How to complete this task: Please copy out every line in the records below that includes the word "join".

Material shown:
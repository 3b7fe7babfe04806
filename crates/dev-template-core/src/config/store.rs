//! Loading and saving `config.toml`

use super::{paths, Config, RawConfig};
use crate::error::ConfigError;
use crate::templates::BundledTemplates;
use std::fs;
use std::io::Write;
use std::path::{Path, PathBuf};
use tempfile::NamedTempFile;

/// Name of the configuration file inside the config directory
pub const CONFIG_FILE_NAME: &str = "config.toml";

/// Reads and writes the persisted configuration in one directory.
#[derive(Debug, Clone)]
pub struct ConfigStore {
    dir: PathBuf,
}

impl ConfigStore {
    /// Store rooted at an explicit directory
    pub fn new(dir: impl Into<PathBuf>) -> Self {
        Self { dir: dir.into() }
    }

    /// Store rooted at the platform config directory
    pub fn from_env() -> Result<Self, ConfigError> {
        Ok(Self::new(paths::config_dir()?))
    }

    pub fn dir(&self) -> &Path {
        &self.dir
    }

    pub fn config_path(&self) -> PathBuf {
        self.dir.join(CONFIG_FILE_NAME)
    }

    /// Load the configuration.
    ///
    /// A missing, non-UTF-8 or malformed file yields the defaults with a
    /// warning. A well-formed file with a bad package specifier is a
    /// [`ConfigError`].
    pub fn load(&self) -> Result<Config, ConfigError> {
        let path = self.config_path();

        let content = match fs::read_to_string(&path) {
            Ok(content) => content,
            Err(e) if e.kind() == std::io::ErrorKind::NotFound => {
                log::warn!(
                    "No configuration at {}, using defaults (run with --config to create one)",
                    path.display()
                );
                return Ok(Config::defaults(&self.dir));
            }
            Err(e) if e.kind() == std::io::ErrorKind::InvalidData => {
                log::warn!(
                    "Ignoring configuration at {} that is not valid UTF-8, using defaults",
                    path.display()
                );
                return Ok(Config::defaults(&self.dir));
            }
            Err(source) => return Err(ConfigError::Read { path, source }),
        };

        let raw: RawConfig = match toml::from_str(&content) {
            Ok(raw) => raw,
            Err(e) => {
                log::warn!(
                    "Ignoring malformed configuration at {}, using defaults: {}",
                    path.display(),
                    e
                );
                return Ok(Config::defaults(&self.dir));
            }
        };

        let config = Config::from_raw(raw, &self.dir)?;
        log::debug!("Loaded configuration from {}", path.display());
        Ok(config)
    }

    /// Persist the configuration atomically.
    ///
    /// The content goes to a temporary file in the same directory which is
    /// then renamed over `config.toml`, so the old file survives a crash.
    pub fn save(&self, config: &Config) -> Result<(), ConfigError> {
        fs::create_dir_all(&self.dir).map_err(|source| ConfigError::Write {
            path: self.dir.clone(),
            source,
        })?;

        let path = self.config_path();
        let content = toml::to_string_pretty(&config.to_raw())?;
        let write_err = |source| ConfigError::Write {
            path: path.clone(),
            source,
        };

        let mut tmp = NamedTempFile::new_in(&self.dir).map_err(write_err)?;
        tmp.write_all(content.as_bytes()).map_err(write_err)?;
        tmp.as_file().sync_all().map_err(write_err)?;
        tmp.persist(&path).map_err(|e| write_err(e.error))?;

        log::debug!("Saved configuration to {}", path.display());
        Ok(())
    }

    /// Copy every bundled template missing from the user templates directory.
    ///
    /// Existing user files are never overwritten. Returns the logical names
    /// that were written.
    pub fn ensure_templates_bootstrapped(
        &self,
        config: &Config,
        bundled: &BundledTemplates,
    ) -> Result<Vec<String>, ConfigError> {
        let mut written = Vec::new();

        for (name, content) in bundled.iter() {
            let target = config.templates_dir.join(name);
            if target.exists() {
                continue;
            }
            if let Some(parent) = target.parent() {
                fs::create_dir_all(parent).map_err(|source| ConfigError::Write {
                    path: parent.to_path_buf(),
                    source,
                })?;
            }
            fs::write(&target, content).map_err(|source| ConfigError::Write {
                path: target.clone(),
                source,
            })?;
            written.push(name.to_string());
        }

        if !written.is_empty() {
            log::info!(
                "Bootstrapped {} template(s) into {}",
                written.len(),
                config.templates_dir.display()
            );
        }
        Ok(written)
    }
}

The completed task:
        self.dir.join(CONFIG_FILE_NAME)
            let target = config.templates_dir.join(name);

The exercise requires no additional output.